Gaz russe : les plans européens sont-ils réalisables ?

Mark Lacey, responsable matières premières chez Schroders, se demande à quel point le plan ambitieux visant à permettre à l’UE de se passer du gaz russe est réalisable.

L'Europe est actuellement dépendante du gaz russe pour 35-40% de ses besoins en gaz. La guerre en Ukraine montre à quel point il est important de diversifier cette dépendance, ainsi que l'objectif à long terme de passer à des sources d'énergie propres.
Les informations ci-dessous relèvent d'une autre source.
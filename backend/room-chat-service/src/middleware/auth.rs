use crate::error::AppError;
use crate::models::User;
use crate::services::store::UserDirectory;
use crate::state::AppState;
use actix_web::http::header::AUTHORIZATION;
use actix_web::{web, FromRequest, HttpRequest};
use chrono::{DateTime, Utc};
use crypto_core::jwt::{AuthError, JwtKeys};
use futures::future::LocalBoxFuture;

/// Verified identity carried by a bearer token.
#[derive(Debug, Clone, PartialEq, Eq)]
pub struct AuthClaim {
    pub username: String,
    pub expires_at: DateTime<Utc>,
}

/// Verifies bearer tokens signed with the server key. Stateless.
#[derive(Clone)]
pub struct TokenAuthenticator {
    keys: JwtKeys,
}

impl TokenAuthenticator {
    pub fn new(keys: JwtKeys) -> Self {
        Self { keys }
    }

    pub fn keys(&self) -> &JwtKeys {
        &self.keys
    }

    pub fn verify(&self, token: &str) -> Result<AuthClaim, AuthError> {
        let claims = self.keys.verify(token)?;
        let expires_at = DateTime::<Utc>::from_timestamp(claims.exp, 0).ok_or(AuthError::Malformed)?;
        Ok(AuthClaim {
            username: claims.sub,
            expires_at,
        })
    }

    /// Verify `token` and load the account it names.
    pub async fn resolve_current_user(
        &self,
        users: &dyn UserDirectory,
        token: &str,
    ) -> Result<User, AppError> {
        let claim = self.verify(token)?;
        users
            .find_by_username(&claim.username)
            .await?
            .ok_or(AppError::UnknownUser)
    }
}

/// Bearer token from the `token` query parameter, else from `Authorization: Bearer`.
pub fn bearer_token(req: &HttpRequest, query_token: Option<&str>) -> Option<String> {
    if let Some(token) = query_token.map(str::trim).filter(|t| !t.is_empty()) {
        return Some(token.to_string());
    }
    header_token(req)
}

fn header_token(req: &HttpRequest) -> Option<String> {
    req.headers()
        .get(AUTHORIZATION)
        .and_then(|h| h.to_str().ok())
        .and_then(|h| h.strip_prefix("Bearer "))
        .map(str::trim)
        .filter(|t| !t.is_empty())
        .map(str::to_string)
}

/// Authenticated user for HTTP handlers, taken from the `Authorization` header.
#[derive(Debug, Clone)]
pub struct CurrentUser(pub User);

impl FromRequest for CurrentUser {
    type Error = actix_web::Error;
    type Future = LocalBoxFuture<'static, Result<Self, Self::Error>>;

    fn from_request(req: &HttpRequest, _payload: &mut actix_web::dev::Payload) -> Self::Future {
        let token = header_token(req);
        let state = req.app_data::<web::Data<AppState>>().cloned();

        Box::pin(async move {
            let state = state.ok_or(AppError::Internal)?;
            let token = token.ok_or(AppError::MissingToken)?;
            let user = state
                .authenticator
                .resolve_current_user(state.users.as_ref(), &token)
                .await?;
            Ok(CurrentUser(user))
        })
    }
}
Un accord avec les États-Unis sur le gaz naturel liquéfié (GNL) doit satisfaire 10% de ses besoins en gaz. Le plan à long terme prévoit la fourniture à l’UE d’environ 50 milliards de mètres cubes de gaz par an de la part des États-Unis et de partenaires internationaux. Tout cela s’inscrit dans le plan REPowerEU, qui devrait réduire de deux tiers les importations de gaz russe en Europe l'année prochaine.

Le plan REPowerEU est incroyablement ambitieux. Lacey examine cinq objectifs et les défis.

Objectif 1 : Importation de 50 milliards de m3 de GNL supplémentaires provenant de sources alternatives

Dès avant l'invasion de l'Ukraine, l'Europe souhaitait progressivement renoncer au gaz russe et importer davantage de GNL. Le marché mondial du GNL est actuellement d'environ 400 millions de tonnes par an. Il va croître d'au moins 20-25 millions de tonnes par an au cours des dix prochaines années, étant donné que les principaux marchés tels que la Chine et l'Inde augmentent leur capacité d'importation de GNL.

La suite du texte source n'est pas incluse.